Before the Marian prayer, Francis gave his comments on today's Sunday Gospel (XXI during Year C, Luke 13, 22:30), in which Jesus, on his way to Jerusalem, calls for striving "through the narrow door" (see 24).
"The image of the gate," the pope explained, "comes back several times in the Gospel, a reference to home, the hearth where we find safety, love and warmth. Jesus tells us that there is a gate through which we come into God's family, the warmth of God's house, and of communion with Him. Jesus himself is that gate (cf. John, 10:9). He is the gateway to salvation. He leads us to the Father. And Jesus's gate is never closed; it is always open to everyone, without distinction, without exclusion, and without privileges. Everyone is invited to cross that gate, to cross the gate of faith and come into his life, and let him into our life, so that He may transform it, renew it, and give it full and lasting joy "

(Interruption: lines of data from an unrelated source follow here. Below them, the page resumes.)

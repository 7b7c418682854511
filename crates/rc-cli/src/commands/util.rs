//! Shared utilities for CLI commands.

use anyhow::{Context, Result};
use rc_core::Material;
use rc_db::Database;

use crate::Config;

/// Opens the configured database, creating its parent directory if needed.
pub fn open_database(config: &Config) -> Result<Database> {
    if let Some(parent) = config.database_path.parent() {
        std::fs::create_dir_all(parent)
            .with_context(|| format!("failed to create {}", parent.display()))?;
    }
    Database::open(&config.database_path)
        .with_context(|| format!("failed to open {}", config.database_path.display()))
}

/// Parses a material label, listing the catalog on failure.
pub fn parse_material(label: &str) -> Result<Material> {
    label.parse::<Material>().with_context(|| {
        let known = Material::ALL.map(Material::as_str).join(", ");
        format!("expected one of: {known}")
    })
}

/// New random session identifier.
pub fn new_session_id() -> String {
    uuid::Uuid::new_v4().to_string()
}

/// First eight characters of a session ID for display.
pub fn short_id(id: &str) -> &str {
    id.get(..8).unwrap_or(id)
}
//! Append-only detection ledger with derived counts and credits.

use std::collections::BTreeMap;

use chrono::{DateTime, Utc};
use serde::{Deserialize, Serialize};

use crate::material::{Material, UnknownMaterial};

/// One credited detection.
///
/// Created exactly once per successful classification (or manual entry) and
/// never mutated afterwards.
#[derive(Debug, Clone, Copy, PartialEq, Eq, Serialize, Deserialize)]
pub struct DetectionEvent {
    /// When the item was recognized.
    pub timestamp: DateTime<Utc>,
    /// The recognized material.
    pub material: Material,
    /// Credits awarded, looked up from the material catalog.
    pub credits: u32,
}

impl DetectionEvent {
    /// Event for `material` at `timestamp`, credited from the catalog.
    pub fn new(material: Material, timestamp: DateTime<Utc>) -> Self {
        Self {
            timestamp,
            material,
            credits: material.credits(),
        }
    }
}

/// Per-session record of credited detections.
///
/// Holds the history in arrival order together with a per-material count.
/// The count for a material always equals the number of history entries with
/// that material; everything else is projected from the history on demand.
#[derive(Debug, Clone)]
pub struct DetectionLedger {
    history: Vec<DetectionEvent>,
    counts: BTreeMap<Material, u64>,
}

impl Default for DetectionLedger {
    fn default() -> Self {
        Self::new()
    }
}

impl DetectionLedger {
    /// Creates an empty ledger with a zero count for every material.
    pub fn new() -> Self {
        Self {
            history: Vec::new(),
            counts: Material::ALL.into_iter().map(|m| (m, 0)).collect(),
        }
    }

    /// Rebuilds a ledger by replaying events in the given order.
    ///
    /// Credits are re-derived from the catalog, so a replayed ledger always
    /// agrees with the current credit table.
    pub fn from_events<I>(events: I) -> Self
    where
        I: IntoIterator<Item = (Material, DateTime<Utc>)>,
    {
        let mut ledger = Self::new();
        for (material, at) in events {
            ledger.record(material, at);
        }
        ledger
    }

    /// Records one detection and returns the created event.
    pub fn record(&mut self, material: Material, at: DateTime<Utc>) -> DetectionEvent {
        let event = DetectionEvent::new(material, at);
        self.history.push(event);
        *self.counts.entry(material).or_insert(0) += 1;
        tracing::debug!(%material, credits = event.credits, "recorded detection");
        event
    }

    /// Records a detection from a free-form label.
    ///
    /// Labels outside the catalog are rejected and leave the ledger untouched.
    pub fn try_record(
        &mut self,
        label: &str,
        at: DateTime<Utc>,
    ) -> Result<DetectionEvent, UnknownMaterial> {
        let material: Material = label.parse()?;
        Ok(self.record(material, at))
    }

    /// Cumulative count per material, including zeros.
    pub fn counts(&self) -> &BTreeMap<Material, u64> {
        &self.counts
    }

    /// Count for a single material.
    pub fn count(&self, material: Material) -> u64 {
        self.counts.get(&material).copied().unwrap_or(0)
    }

    /// Full event log in arrival order.
    pub fn history(&self) -> &[DetectionEvent] {
        &self.history
    }

    /// Running credit total over the material's events, in arrival order.
    pub fn cumulative_credits(&self, material: Material) -> Vec<u64> {
        cumulative_credits(&self.history, material)
    }

    /// Sum of credits across every recorded event.
    pub fn total_credits(&self) -> u64 {
        self.history.iter().map(|e| u64::from(e.credits)).sum()
    }

    pub fn len(&self) -> usize {
        self.history.len()
    }

    pub fn is_empty(&self) -> bool {
        self.history.is_empty()
    }

    /// Owned copy of counts and history taken in one step.
    pub fn snapshot(&self) -> LedgerSnapshot {
        LedgerSnapshot {
            counts: self.counts.clone(),
            history: self.history.clone(),
        }
    }
}

/// Point-in-time copy of a ledger for readers outside the capture loop.
#[derive(Debug, Clone, PartialEq, Eq, Serialize)]
pub struct LedgerSnapshot {
    pub counts: BTreeMap<Material, u64>,
    pub history: Vec<DetectionEvent>,
}

/// Prefix sum of credits over the events matching `material`.
pub fn cumulative_credits(history: &[DetectionEvent], material: Material) -> Vec<u64> {
    history
        .iter()
        .filter(|e| e.material == material)
        .scan(0_u64, |total, e| {
            *total += u64::from(e.credits);
            Some(*total)
        })
        .collect()
}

"Nowadays," the pontiff added," we walk by many gates that beckon us to come in by promising happiness that lasts but a moment, that dries up by itself and has no future. By which gate do we want to come in? Who do we want to let in through the gate of our life? Let me say this in no uncertain terms: We are not afraid to cross the gate of the faith in Jesus, to let him into our lives more and more, to get out of our own selfishness, our own close-mindedness, our indifference toward others."
"Of course, Jesus's door is a narrow one," Francis said in concluding, "not because it is a torture chamber, but because it calls upon us to open our hearts to Him, to acknowledge our sins, our need of his salvation, his forgiveness, his love; to be humble enough to accept his mercy and be renewed by Him. In the Gospel, Jesus tells us that being a Christian does not mean sporting a 'label', but represents a way of living and bearing witness to the faith in prayer, in works of charity, in promoting justice, and in doing good. Through the narrow gate that is Christ, our whole life must pass.
"To the Virgin Mary, Gate of Heaven, we ask for help to cross the gate of faith, to let her Son transform our existence as he transformed hers in order to bring the joy of the Gospel to everyone."
After he greeted various groups present the square, Francis offered everyone his best wishes for a safe return from holidays.
"For many people," he said, "this is a time that marks the end of summer holidays. I wish everyone a quiet return to the normal work of daily life, looking forward to the future with hope."